Solr, the Apache foundation’s open source search engine, has been good to me. Twitter’s people search feature (the “find folks!” box you’ll see around the site) is powered by Solr, and it’s been a rock-solid piece of our infrastructure. Speaker Erik Hatcher is a committer on Solr and the search library that powers it, Lucene.
Solr boasts features like replication, faceting , highlighting, spell checking, an administrative interface, and more. Big names like CNET, the Internet Archive, Netflix, Digg, and AOL are making use of the project. The Lucene library is in use at Technorati, IBM, Monster, Wikipedia, and many more big installations. It’s safe to say that Solr and Lucene have been battle-tested.
Lucene is an inverted index. You put documents into it, and those documents are composed of fields. Inside those fields, a tokenization process finds terms after applying transformations like downcasing, whitespace removal, word-stemming, and so forth. Those terms are then scored, and those scores are used to figure out which search results are the most relevant.
Solr is a Java web application, and can be deployed on any Java application server (Jetty, by default). Talking to Solr just requires speaking HTTP: POST to add or update a document, GET to search, and so forth. While default responses are in XML, it’s possible to get other formats like JSON or Ruby hashes back from Solr.
solr-ruby is Hatcher’s library for communicating with Solr from Ruby. He demos inserting a number of documents into a local Solr instance, and then retrieving some results in various formats directly from the browser.
Some brief sample ruby-solr code is then shown, with a note that “auto-committing” can be inefficient when loading many documents at one time. Hatcher also notes that Solr adds a primary key semantic where Lucene does not, by default. Lucene also does not have a concept of updating a document, only replacing or adding documents. A patch that provides updating behavior is in progress.

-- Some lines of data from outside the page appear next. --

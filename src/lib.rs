//! Vietnamese text-to-speech with regional accents, backed by Gemini TTS.
//!
//! The pipeline lives in [`utils::tts`]; [`commands`] wraps it in the
//! operations a desktop frontend calls.

pub mod commands;
pub mod config;
pub mod errors;
pub mod utils;

pub use commands::AppState;
pub use errors::{AppError, AppResult, CommandError, ErrorKind};
//! Minimum spacing between outbound provider requests.

use std::sync::Arc;
use std::time::Duration;

use log::info;
use once_cell::sync::Lazy;
use tokio::sync::Mutex;
use tokio::time::Instant;

/// Минимальный интервал между запросами к API
pub const MIN_REQUEST_INTERVAL: Duration = Duration::from_millis(5000);

// Общий ограничитель для всех запросов процесса
static GLOBAL_RATE_LIMITER: Lazy<Arc<RateLimiter>> =
    Lazy::new(|| Arc::new(RateLimiter::new(MIN_REQUEST_INTERVAL)));

/// Enforces a minimum interval between accepted requests.
///
/// The lock is held across the wait, so concurrent callers are admitted one
/// at a time, each at least `min_interval` after the previous one.
#[derive(Debug)]
pub struct RateLimiter {
    min_interval: Duration,
    last_request: Mutex<Option<Instant>>,
}

impl RateLimiter {
    pub fn new(min_interval: Duration) -> Self {
        Self {
            min_interval,
            last_request: Mutex::new(None),
        }
    }

    /// The process-wide limiter shared by every client built with defaults.
    pub fn global() -> Arc<RateLimiter> {
        Arc::clone(&GLOBAL_RATE_LIMITER)
    }

    pub fn min_interval(&self) -> Duration {
        self.min_interval
    }

    /// Waits until a request is permitted, then records it as accepted.
    pub async fn acquire(&self) {
        let mut last_request = self.last_request.lock().await;

        if let Some(last) = *last_request {
            let elapsed = last.elapsed();
            if elapsed < self.min_interval {
                let wait = self.min_interval - elapsed;
                info!("Rate limit: waiting {}ms...", wait.as_millis());
                tokio::time::sleep(wait).await;
            }
        }

        *last_request = Some(Instant::now());
    }
}

impl Default for RateLimiter {
    fn default() -> Self {
        Self::new(MIN_REQUEST_INTERVAL)
    }
}
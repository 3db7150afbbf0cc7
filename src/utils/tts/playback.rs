//! Playback of generated files through the platform's command-line player.

use std::ffi::OsString;
use std::path::Path;

use log::{error, info, warn};
use tokio::process::Command;

use crate::utils::tts::types::{Result, TtsError};

/// Desktop platform families with distinct player commands.
#[derive(Debug, Clone, Copy, PartialEq, Eq)]
pub enum Platform {
    MacOS,
    Windows,
    Other,
}

impl Platform {
    pub fn current() -> Self {
        if cfg!(target_os = "macos") {
            Platform::MacOS
        } else if cfg!(target_os = "windows") {
            Platform::Windows
        } else {
            Platform::Other
        }
    }

    /// Player commands to try, in order, for this platform.
    pub fn player_commands(self) -> Vec<PlayerCommand> {
        match self {
            Platform::MacOS => vec![PlayerCommand::new("afplay", &[])],
            // `start` is a cmd builtin; the empty string is the window title.
            Platform::Windows => vec![PlayerCommand::new("cmd", &["/C", "start", ""])],
            Platform::Other => vec![
                PlayerCommand::new("aplay", &[]),
                PlayerCommand::new("paplay", &[]),
            ],
        }
    }
}

/// Command template: the audio path is appended after `args`.
#[derive(Debug, Clone, PartialEq, Eq)]
pub struct PlayerCommand {
    pub program: String,
    pub args: Vec<String>,
}

impl PlayerCommand {
    pub fn new(program: &str, args: &[&str]) -> Self {
        Self {
            program: program.to_string(),
            args: args.iter().map(|a| a.to_string()).collect(),
        }
    }

    pub fn command_line(&self, path: &Path) -> Vec<OsString> {
        let mut line: Vec<OsString> = Vec::with_capacity(self.args.len() + 2);
        line.push(self.program.clone().into());
        line.extend(self.args.iter().map(OsString::from));
        line.push(path.as_os_str().to_owned());
        line
    }

    async fn run(&self, path: &Path) -> std::result::Result<(), String> {
        let program = which::which(&self.program).map_err(|e| format!("{}: {}", self.program, e))?;

        let status = Command::new(program)
            .args(&self.args)
            .arg(path)
            .status()
            .await
            .map_err(|e| format!("failed to start {}: {}", self.program, e))?;

        if status.success() {
            Ok(())
        } else {
            Err(format!("{} exited with {}", self.program, status))
        }
    }
}

pub struct AudioPlayer {
    commands: Vec<PlayerCommand>,
}

impl AudioPlayer {
    pub fn new() -> Self {
        Self::for_platform(Platform::current())
    }

    pub fn for_platform(platform: Platform) -> Self {
        Self::with_commands(platform.player_commands())
    }

    pub fn with_commands(commands: Vec<PlayerCommand>) -> Self {
        Self { commands }
    }

    pub fn commands(&self) -> &[PlayerCommand] {
        &self.commands
    }

    /// Plays `path` and resolves when the player exits.
    ///
    /// Candidates are tried in order; the first one that exits successfully
    /// wins. If all fail, the last failure is returned.
    pub async fn play(&self, path: &Path) -> Result<()> {
        if !tokio::fs::try_exists(path).await.unwrap_or(false) {
            return Err(TtsError::FileNotFound(path.to_path_buf()));
        }

        let mut last_error = String::from("no player command configured");
        for command in &self.commands {
            info!("Playing audio: {:?}", command.command_line(path));
            match command.run(path).await {
                Ok(()) => return Ok(()),
                Err(e) => {
                    warn!("Player {} failed: {}", command.program, e);
                    last_error = e;
                }
            }
        }

        error!("Play error: {}", last_error);
        Err(TtsError::Playback(last_error))
    }
}

impl Default for AudioPlayer {
    fn default() -> Self {
        Self::new()
    }
}
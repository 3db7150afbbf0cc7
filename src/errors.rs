use serde::Serialize;
use thiserror::Error;

use crate::utils::tts::TtsError;

#[derive(Debug, Error)]
pub enum AppError {
    #[error("Configuration error: {0}")]
    ConfigurationError(String),

    #[error("I/O error: {0}")]
    IoError(#[from] std::io::Error),

    #[error(transparent)]
    Tts(#[from] TtsError),
}

pub type AppResult<T> = Result<T, AppError>;

/// Error category a UI layer can localize on.
#[derive(Debug, Clone, Copy, PartialEq, Eq, Serialize)]
#[serde(rename_all = "snake_case")]
pub enum ErrorKind {
    Configuration,
    EmptyText,
    RateLimitExceeded,
    PermissionDenied,
    Provider,
    NoAudioData,
    InvalidResponse,
    Network,
    FileNotFound,
    Playback,
    Io,
}

/// Structured failure returned by every command.
#[derive(Debug, Clone, PartialEq, Eq, Serialize, Error)]
#[error("{message}")]
pub struct CommandError {
    pub kind: ErrorKind,
    pub message: String,
}

impl CommandError {
    pub fn new(kind: ErrorKind, message: impl Into<String>) -> Self {
        Self {
            kind,
            message: message.into(),
        }
    }
}

impl From<TtsError> for CommandError {
    fn from(err: TtsError) -> Self {
        let kind = match &err {
            TtsError::Configuration(_) => ErrorKind::Configuration,
            TtsError::EmptyText => ErrorKind::EmptyText,
            TtsError::RateLimitExceeded { .. } => ErrorKind::RateLimitExceeded,
            TtsError::PermissionDenied(_) => ErrorKind::PermissionDenied,
            TtsError::Provider { .. } => ErrorKind::Provider,
            TtsError::NoAudioData => ErrorKind::NoAudioData,
            TtsError::InvalidResponse(_) => ErrorKind::InvalidResponse,
            TtsError::Http(_) => ErrorKind::Network,
            TtsError::FileNotFound(_) => ErrorKind::FileNotFound,
            TtsError::Playback(_) => ErrorKind::Playback,
            TtsError::Io(_) => ErrorKind::Io,
        };
        Self::new(kind, err.to_string())
    }
}

impl From<AppError> for CommandError {
    fn from(err: AppError) -> Self {
        match err {
            AppError::Tts(e) => e.into(),
            AppError::ConfigurationError(message) => Self::new(ErrorKind::Configuration, message),
            AppError::IoError(e) => Self::new(ErrorKind::Io, e.to_string()),
        }
    }
}

impl From<std::io::Error> for CommandError {
    fn from(err: std::io::Error) -> Self {
        Self::new(ErrorKind::Io, err.to_string())
    }
}
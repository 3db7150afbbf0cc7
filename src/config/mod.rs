//! Application locations and client configuration.

use std::path::{Path, PathBuf};

use crate::utils::tts::TtsConfig;

pub mod settings;

pub use settings::{Settings, SettingsStore};

pub const APP_DIR_NAME: &str = "vietvoice";

/// Where the application keeps its settings and generated audio.
#[derive(Debug, Clone)]
pub struct AppPaths {
    data_dir: PathBuf,
}

impl AppPaths {
    /// Per-user data directory, or the system temp directory when the
    /// platform does not report one.
    pub fn from_system() -> Self {
        let base = dirs::data_dir().unwrap_or_else(std::env::temp_dir);
        Self::new(base.join(APP_DIR_NAME))
    }

    pub fn new(data_dir: impl Into<PathBuf>) -> Self {
        Self {
            data_dir: data_dir.into(),
        }
    }

    pub fn data_dir(&self) -> &Path {
        &self.data_dir
    }

    pub fn output_dir(&self) -> PathBuf {
        self.data_dir.join("output")
    }

    pub fn settings_file(&self) -> PathBuf {
        self.data_dir.join("settings.json")
    }

    /// Client configuration writing into this application's output directory.
    pub fn tts_config(&self) -> TtsConfig {
        TtsConfig {
            output_dir: self.output_dir(),
            ..Default::default()
        }
    }
}
//! Static voice and accent catalogs.
//!
//! Голоса соответствуют готовым голосам Gemini TTS, акценты задают
//! региональную манеру чтения через текстовую инструкцию в промпте.

use serde::Serialize;

pub const DEFAULT_VOICE_ID: &str = "sulafat";
pub const DEFAULT_ACCENT_ID: &str = "bac";

#[derive(Debug, Clone, Copy, PartialEq, Eq, Serialize)]
#[serde(rename_all = "camelCase")]
pub struct VoiceProfile {
    pub id: &'static str,
    pub display_name: &'static str,
    pub timbre: &'static str,
}

#[derive(Debug, Clone, Copy, PartialEq, Eq, Serialize)]
#[serde(rename_all = "lowercase")]
pub enum Region {
    North,
    Central,
    South,
}

#[derive(Debug, Clone, Copy, PartialEq, Eq, Serialize)]
pub struct AccentProfile {
    pub id: &'static str,
    pub region: Region,
    pub prompt: &'static str,
}

const fn voice(id: &'static str, display_name: &'static str, timbre: &'static str) -> VoiceProfile {
    VoiceProfile { id, display_name, timbre }
}

const fn accent(id: &'static str, region: Region, prompt: &'static str) -> AccentProfile {
    AccentProfile { id, region, prompt }
}

pub static VOICES: [VoiceProfile; 30] = [
    voice("zephyr", "Zephyr", "Bright, Higher pitch"),
    voice("puck", "Puck", "Upbeat, Middle pitch"),
    voice("charon", "Charon", "Informative, Lower pitch"),
    voice("kore", "Kore", "Firm, Middle pitch"),
    voice("fenrir", "Fenrir", "Excitable, Lower middle pitch"),
    voice("leda", "Leda", "Youthful, Higher pitch"),
    voice("orus", "Orus", "Firm, Lower middle pitch"),
    voice("aoede", "Aoede", "Breezy, Middle pitch"),
    voice("callirrhoe", "Callirrhoe", "Easy-going, Middle pitch"),
    voice("autonoe", "Autonoe", "Bright, Middle pitch"),
    voice("enceladus", "Enceladus", "Breathy, Lower pitch"),
    voice("iapetus", "Iapetus", "Clear, Lower middle pitch"),
    voice("umbriel", "Umbriel", "Easy-going, Lower middle pitch"),
    voice("algieba", "Algieba", "Smooth, Lower pitch"),
    voice("despina", "Despina", "Smooth, Middle pitch"),
    voice("erinome", "Erinome", "Clear, Middle pitch"),
    voice("algenib", "Algenib", "Gravelly, Lower pitch"),
    voice("rasalgethi", "Rasalgethi", "Informative, Middle pitch"),
    voice("laomedeia", "Laomedeia", "Upbeat, Higher pitch"),
    voice("achernar", "Achernar", "Soft, Higher pitch"),
    voice("alnilam", "Alnilam", "Firm, Lower middle pitch"),
    voice("schedar", "Schedar", "Even, Lower middle pitch"),
    voice("gacrux", "Gacrux", "Mature, Middle pitch"),
    voice("pulcherrima", "Pulcherrima", "Forward, Middle pitch"),
    voice("achird", "Achird", "Friendly, Lower middle pitch"),
    voice("zubenelgenubi", "Zubenelgenubi", "Casual, Lower middle pitch"),
    voice("vindemiatrix", "Vindemiatrix", "Gentle, Middle pitch"),
    voice("sadachbia", "Sadachbia", "Lively, Lower pitch"),
    voice("sadaltager", "Sadaltager", "Knowledgeable, Middle pitch"),
    voice("sulafat", "Sulafat", "Warm, Middle pitch"),
];

pub static ACCENTS: [AccentProfile; 11] = [
    // Miền Bắc
    accent(
        "bac",
        Region::North,
        "Đọc bằng giọng Bắc chuẩn, rõ ràng, trong trẻo, nhấn nhá đúng dấu.",
    ),
    accent("ha-noi", Region::North, "Đọc bằng giọng Hà Nội thanh lịch, nhẹ nhàng, trong trẻo."),
    // Miền Trung
    accent(
        "hue",
        Region::Central,
        "Đọc bằng giọng Huế, nhẹ nhàng, chậm rãi, trầm ấm, ngọt ngào, đầy cảm xúc.",
    ),
    accent(
        "nghe-an",
        Region::Central,
        "Đọc bằng giọng Nghệ An - Hà Tĩnh, nặng, chậm, trầm, mộc mạc.",
    ),
    accent("quang-nam", Region::Central, "Đọc bằng giọng Quảng Nam, nặng, thô, chậm, rõ ràng."),
    accent("binh-dinh", Region::Central, "Đọc bằng giọng Bình Định, nặng, thẳng thắn, mạnh mẽ."),
    accent("da-nang", Region::Central, "Đọc bằng giọng Đà Nẵng, vừa phải, dễ nghe, hơi nhanh."),
    // Miền Nam
    accent(
        "nam",
        Region::South,
        "Đọc bằng giọng Nam bộ, tự nhiên, thân thiện, nhanh, hơi kéo dài.",
    ),
    accent(
        "sai-gon",
        Region::South,
        "Đọc bằng giọng Sài Gòn, trẻ trung, hiện đại, thân thiện, năng động.",
    ),
    accent(
        "mien-tay",
        Region::South,
        "Đọc bằng giọng miền Tây Nam Bộ, chậm rãi, hiền hòa, mộc mạc, dễ thương.",
    ),
    accent(
        "can-tho",
        Region::South,
        "Đọc bằng giọng Cần Thơ, nhẹ nhàng, thân thiện, kéo dài cuối câu.",
    ),
];

/// Looks up a voice by id.
pub fn find_voice(id: &str) -> Option<&'static VoiceProfile> {
    VOICES.iter().find(|v| v.id == id)
}

/// Looks up an accent by id.
pub fn find_accent(id: &str) -> Option<&'static AccentProfile> {
    ACCENTS.iter().find(|a| a.id == id)
}

/// Returns the voice for `id`, or the default voice when the id is unknown.
pub fn resolve_voice(id: &str) -> &'static VoiceProfile {
    find_voice(id).unwrap_or_else(default_voice)
}

/// Returns the accent for `id`, or the default accent when the id is unknown.
pub fn resolve_accent(id: &str) -> &'static AccentProfile {
    find_accent(id).unwrap_or_else(default_accent)
}

fn default_voice() -> &'static VoiceProfile {
    // sulafat is the last catalog entry
    &VOICES[VOICES.len() - 1]
}

fn default_accent() -> &'static AccentProfile {
    &ACCENTS[0]
}
//! Common file helpers used by the commands

use std::path::{Path, PathBuf};

use log::info;

/// Имя файла по умолчанию при сохранении в каталог
pub const DEFAULT_SAVE_NAME: &str = "tts-audio.wav";

/// Check if a file exists and has valid content (non-zero size)
pub async fn check_file_exists_and_valid(path: &Path) -> bool {
    if let Ok(metadata) = tokio::fs::metadata(path).await {
        if metadata.is_file() && metadata.len() > 0 {
            return true;
        }
    }
    false
}

/// Copies `source` to `destination`, creating parent directories as needed.
///
/// If `destination` is an existing directory the file is written there as
/// `tts-audio.wav`. Returns the path actually written. The source is read
/// fully before the target is opened, so `destination == source` is safe.
pub async fn copy_to_output_path(
    source: &Path,
    destination: &Path,
) -> std::io::Result<PathBuf> {
    let target = if tokio::fs::metadata(destination).await.is_ok_and(|m| m.is_dir()) {
        let target = destination.join(DEFAULT_SAVE_NAME);
        info!("Destination is a directory, copying to: {}", target.display());
        target
    } else {
        if let Some(parent) = destination.parent().filter(|p| !p.as_os_str().is_empty()) {
            tokio::fs::create_dir_all(parent).await?;
        }
        destination.to_path_buf()
    };

    // fs::copy обрезает цель до чтения источника
    let bytes = tokio::fs::read(source).await?;
    tokio::fs::write(&target, bytes).await?;
    Ok(target)
}

#[cfg(test)]
mod tests {
    use super::*;
    use tempfile::tempdir;

    #[tokio::test]
    async fn test_check_file_exists_and_valid() {
        let dir = tempdir().unwrap();
        let empty = dir.path().join("empty.wav");
        let full = dir.path().join("full.wav");
        std::fs::write(&empty, b"").unwrap();
        std::fs::write(&full, b"RIFF").unwrap();

        assert!(!check_file_exists_and_valid(&empty).await);
        assert!(check_file_exists_and_valid(&full).await);
        assert!(!check_file_exists_and_valid(dir.path()).await);
        assert!(!check_file_exists_and_valid(&dir.path().join("missing.wav")).await);
    }

    #[tokio::test]
    async fn test_copy_into_directory_uses_default_name() {
        let dir = tempdir().unwrap();
        let source = dir.path().join("tts_1.wav");
        std::fs::write(&source, b"RIFFdata").unwrap();
        let exports = dir.path().join("exports");
        std::fs::create_dir(&exports).unwrap();

        let written = copy_to_output_path(&source, &exports).await.unwrap();
        assert_eq!(written, exports.join(DEFAULT_SAVE_NAME));
        assert_eq!(std::fs::read(written).unwrap(), b"RIFFdata");
    }

    #[tokio::test]
    async fn test_copy_creates_parent_directories() {
        let dir = tempdir().unwrap();
        let source = dir.path().join("tts_1.wav");
        std::fs::write(&source, b"RIFF").unwrap();
        let target = dir.path().join("a").join("b").join("greeting.wav");

        let written = copy_to_output_path(&source, &target).await.unwrap();
        assert_eq!(written, target);
        assert!(target.exists());
    }

    #[tokio::test]
    async fn test_copy_onto_itself_keeps_content() {
        let dir = tempdir().unwrap();
        let source = dir.path().join("tts_1.wav");
        std::fs::write(&source, [7u8; 48]).unwrap();

        let written = copy_to_output_path(&source, &source).await.unwrap();
        assert_eq!(written, source);
        assert_eq!(std::fs::read(&source).unwrap(), vec![7u8; 48]);
    }
}
//! Тесты выбора плеера и воспроизведения

use std::ffi::OsString;
use std::path::Path;

use tempfile::NamedTempFile;

use crate::utils::tts::playback::{AudioPlayer, Platform, PlayerCommand};
use crate::utils::tts::types::TtsError;

#[test]
fn test_platform_commands() {
    let mac = Platform::MacOS.player_commands();
    assert_eq!(mac, vec![PlayerCommand::new("afplay", &[])]);

    let windows = Platform::Windows.player_commands();
    assert_eq!(windows.len(), 1);
    assert_eq!(windows[0].program, "cmd");

    let other: Vec<_> = Platform::Other.player_commands().into_iter().map(|c| c.program).collect();
    assert_eq!(other, vec!["aplay", "paplay"]);
}

#[test]
fn test_command_line_appends_path() {
    let path = Path::new("/tmp/tts_1.wav");

    let line = Platform::Windows.player_commands()[0].command_line(path);
    let expected: Vec<OsString> = ["cmd", "/C", "start", "", "/tmp/tts_1.wav"]
        .iter()
        .map(OsString::from)
        .collect();
    assert_eq!(line, expected);

    let line = PlayerCommand::new("afplay", &[]).command_line(path);
    assert_eq!(line, vec![OsString::from("afplay"), OsString::from("/tmp/tts_1.wav")]);
}

#[tokio::test]
async fn test_missing_file() {
    let player = AudioPlayer::with_commands(vec![PlayerCommand::new("true", &[])]);
    let err = player.play(Path::new("/definitely/not/here.wav")).await.unwrap_err();
    assert!(matches!(err, TtsError::FileNotFound(_)));
}

#[cfg(unix)]
#[tokio::test]
async fn test_falls_through_to_next_player() {
    let file = NamedTempFile::new().unwrap();
    let player = AudioPlayer::with_commands(vec![
        PlayerCommand::new("vietvoice-missing-player", &[]),
        PlayerCommand::new("false", &[]),
        PlayerCommand::new("true", &[]),
    ]);

    player.play(file.path()).await.unwrap();
}

#[cfg(unix)]
#[tokio::test]
async fn test_all_players_fail() {
    let file = NamedTempFile::new().unwrap();
    let player = AudioPlayer::with_commands(vec![
        PlayerCommand::new("vietvoice-missing-player", &[]),
        PlayerCommand::new("false", &[]),
    ]);

    match player.play(file.path()).await {
        Err(TtsError::Playback(message)) => assert!(message.contains("false"), "{message}"),
        other => panic!("expected playback error, got {other:?}"),
    }
}
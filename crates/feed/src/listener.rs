//! Long-lived rate feed connection.

use std::time::Duration;

use futures_util::StreamExt;
use reqwest::header::{ACCEPT, CACHE_CONTROL};
use tokio::sync::watch;
use tokio::task::JoinHandle;

use storefront_currency::RatePublisher;

use crate::error::FeedError;
use crate::sse::SseDecoder;

/// What to do after the connection drops.
#[derive(Debug, Clone, PartialEq, Eq, Default)]
pub enum ReconnectPolicy {
    /// Close and keep serving the last known rate.
    #[default]
    Never,
    /// Retry with exponential backoff: `base_delay * 2^(attempt-1)`, capped at
    /// `max_delay`, at most `max_attempts` times in a row.
    Backoff {
        max_attempts: u32,
        base_delay: Duration,
        max_delay: Duration,
    },
}

impl ReconnectPolicy {
    /// Delay before retry number `attempt` (1-based), or `None` to give up.
    pub fn delay_for(&self, attempt: u32) -> Option<Duration> {
        match self {
            ReconnectPolicy::Never => None,
            ReconnectPolicy::Backoff {
                max_attempts,
                base_delay,
                max_delay,
            } => {
                if attempt == 0 || attempt > *max_attempts {
                    return None;
                }
                let factor = 1u32 << (attempt - 1).min(16);
                Some(base_delay.saturating_mul(factor).min(*max_delay))
            }
        }
    }
}

#[derive(Debug, Clone)]
pub struct FeedConfig {
    pub url: String,
    pub connect_timeout: Duration,
    pub reconnect: ReconnectPolicy,
}

impl FeedConfig {
    pub fn new(url: impl Into<String>) -> Self {
        Self {
            url: url.into(),
            connect_timeout: Duration::from_secs(10),
            reconnect: ReconnectPolicy::Never,
        }
    }

    pub fn with_reconnect(mut self, reconnect: ReconnectPolicy) -> Self {
        self.reconnect = reconnect;
        self
    }
}

#[derive(Debug, Clone, Copy, PartialEq, Eq)]
pub enum FeedStatus {
    Connecting,
    Open,
    Closed,
}

/// Owner of the feed task. Dropping it closes the connection.
#[derive(Debug)]
pub struct RateFeedListener {
    task: JoinHandle<()>,
    status: watch::Receiver<FeedStatus>,
}

impl RateFeedListener {
    /// Open the feed on a background task. Must be called inside a tokio runtime.
    pub fn spawn(config: FeedConfig, publisher: RatePublisher) -> Result<Self, FeedError> {
        let client = reqwest::Client::builder()
            .connect_timeout(config.connect_timeout)
            .build()
            .map_err(FeedError::Client)?;

        let (status_tx, status) = watch::channel(FeedStatus::Connecting);
        let task = tokio::spawn(run(client, config, publisher, status_tx));

        Ok(Self { task, status })
    }

    pub fn status(&self) -> FeedStatus {
        *self.status.borrow()
    }

    /// Wait until the feed has closed on its own (error, end of stream,
    /// reconnects exhausted).
    pub async fn closed(&mut self) {
        let _ = self
            .status
            .wait_for(|status| *status == FeedStatus::Closed)
            .await;
    }

    /// Close the connection now.
    pub fn close(self) {
        drop(self);
    }
}

impl Drop for RateFeedListener {
    fn drop(&mut self) {
        self.task.abort();
    }
}

async fn run(
    client: reqwest::Client,
    config: FeedConfig,
    publisher: RatePublisher,
    status: watch::Sender<FeedStatus>,
) {
    let mut attempt = 0u32;
    loop {
        status.send_replace(FeedStatus::Connecting);
        let mut opened = false;

        match stream_rates(&client, &config, &publisher, &status, &mut opened).await {
            Ok(()) => tracing::info!(url = %config.url, "rate feed ended by server"),
            Err(err) => tracing::warn!(url = %config.url, error = %err, "rate feed closed"),
        }

        if opened {
            attempt = 0;
        }
        attempt += 1;
        let Some(delay) = config.reconnect.delay_for(attempt) else {
            break;
        };
        tracing::info!(attempt, delay_ms = delay.as_millis() as u64, "reconnecting rate feed");
        tokio::time::sleep(delay).await;
    }

    status.send_replace(FeedStatus::Closed);
    tracing::info!(last_rate = %publisher.current(), "rate feed stopped; serving last known rate");
}

async fn stream_rates(
    client: &reqwest::Client,
    config: &FeedConfig,
    publisher: &RatePublisher,
    status: &watch::Sender<FeedStatus>,
    opened: &mut bool,
) -> Result<(), FeedError> {
    let response = client
        .get(&config.url)
        .header(ACCEPT, "text/event-stream")
        .header(CACHE_CONTROL, "no-cache")
        .send()
        .await
        .map_err(FeedError::Connect)?;

    if !response.status().is_success() {
        return Err(FeedError::Status(response.status().as_u16()));
    }

    *opened = true;
    status.send_replace(FeedStatus::Open);
    tracing::info!(url = %config.url, "rate feed connected");

    let mut decoder = SseDecoder::new();
    let mut body = response.bytes_stream();
    while let Some(chunk) = body.next().await {
        let chunk = chunk.map_err(FeedError::Stream)?;
        for event in decoder.push(&chunk) {
            if event.is_message() {
                publisher.publish_payload(&event.data);
            }
        }
    }
    Ok(())
}

#[cfg(test)]
mod tests {
    use super::*;

    #[test]
    fn never_policy_gives_up_immediately() {
        assert_eq!(ReconnectPolicy::Never.delay_for(1), None);
    }

    #[test]
    fn backoff_doubles_and_caps() {
        let policy = ReconnectPolicy::Backoff {
            max_attempts: 5,
            base_delay: Duration::from_millis(300),
            max_delay: Duration::from_secs(2),
        };
        assert_eq!(policy.delay_for(1), Some(Duration::from_millis(300)));
        assert_eq!(policy.delay_for(2), Some(Duration::from_millis(600)));
        assert_eq!(policy.delay_for(3), Some(Duration::from_millis(1200)));
        assert_eq!(policy.delay_for(4), Some(Duration::from_secs(2)));
        assert_eq!(policy.delay_for(6), None);
    }
}
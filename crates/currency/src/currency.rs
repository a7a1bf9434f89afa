//! Display currencies.

use core::str::FromStr;
use serde::{Deserialize, Serialize};

use storefront_core::{StorefrontError, ValueObject};

/// Currency a shopper can pick for price display.
///
/// Catalog prices are always USD; any other selection is converted with the
/// live exchange rate.
#[derive(Debug, Clone, Copy, PartialEq, Eq, Hash, Default, Serialize, Deserialize)]
#[serde(rename_all = "UPPERCASE")]
pub enum Currency {
    #[default]
    Usd,
    Eur,
    Try,
}

impl ValueObject for Currency {}

impl Currency {
    pub const ALL: [Currency; 3] = [Currency::Usd, Currency::Eur, Currency::Try];

    /// ISO 4217 code.
    pub fn code(self) -> &'static str {
        match self {
            Currency::Usd => "USD",
            Currency::Eur => "EUR",
            Currency::Try => "TRY",
        }
    }

    /// Symbol printed in front of the amount.
    pub fn prefix(self) -> &'static str {
        match self {
            Currency::Usd => "$",
            Currency::Eur => "€",
            Currency::Try => "₺",
        }
    }

    pub fn is_usd(self) -> bool {
        self == Currency::Usd
    }
}

impl core::fmt::Display for Currency {
    fn fmt(&self, f: &mut core::fmt::Formatter<'_>) -> core::fmt::Result {
        f.write_str(self.code())
    }
}

impl FromStr for Currency {
    type Err = StorefrontError;

    fn from_str(s: &str) -> Result<Self, Self::Err> {
        Currency::ALL
            .into_iter()
            .find(|c| c.code().eq_ignore_ascii_case(s.trim()))
            .ok_or_else(|| StorefrontError::unknown("currency", s))
    }
}
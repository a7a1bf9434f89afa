//! Session-scoped values (lost when the process exits).

use std::collections::HashMap;

/// Key holding the home view's scroll offset while the shopper is elsewhere.
pub const SCROLL_KEY: &str = "homeScrollPosition";

#[derive(Debug, Default, Clone)]
pub struct SessionState {
    values: HashMap<String, String>,
}

impl SessionState {
    pub fn new() -> Self {
        Self::default()
    }

    /// Remember the home view's scroll offset when navigating away.
    pub fn save_scroll(&mut self, offset: f64) {
        self.values.insert(SCROLL_KEY.to_string(), offset.to_string());
    }

    /// Consume the saved offset on return; the slot is cleared either way.
    pub fn take_scroll(&mut self) -> Option<f64> {
        let raw = self.values.remove(SCROLL_KEY)?;
        match raw.parse::<f64>() {
            Ok(offset) if offset.is_finite() => Some(offset),
            _ => {
                tracing::debug!(raw, "discarding unusable scroll position");
                None
            }
        }
    }
}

solr-ruby is behind the acts_as_solr Rails plugin (in use on Twitter with some small modifications), Flare, Blacklight (a project by Hatcher at the University of VA), Collex (a database of literature), and more. Hatcher suggests interacting directly with Solr as a means for sorting out bugs in acts_as_solr and other tools that hide away communication with the search engine. Also demonstrated is Luke, the Lucence Index Toolbox, which provides a host of interesting output and modification options for a Lucene index.
As a general solution for mapping Ruby objects to Solr results, Hatcher has developed Mapper. Unfortunately, his demonstration of its code was somewhat side-tracked by an explanation of Lucene’s index structure. In a nutshell, it allows mapping Ruby symbols to attributes in Solr documents. The use of Procs is supported, allowing for more dynamic mappings.
In the future, Hatcher is interesting in bringing parts of acts_as_solr into solr-ruby, along with more introspection into Ruby objects and an improved response writer. He’s looking for guidance on improving the library’s API and DSL, as well as help with documentation. You’ll find Solr-related recipes by Hatcher in the upcoming “Rails Recipes” book.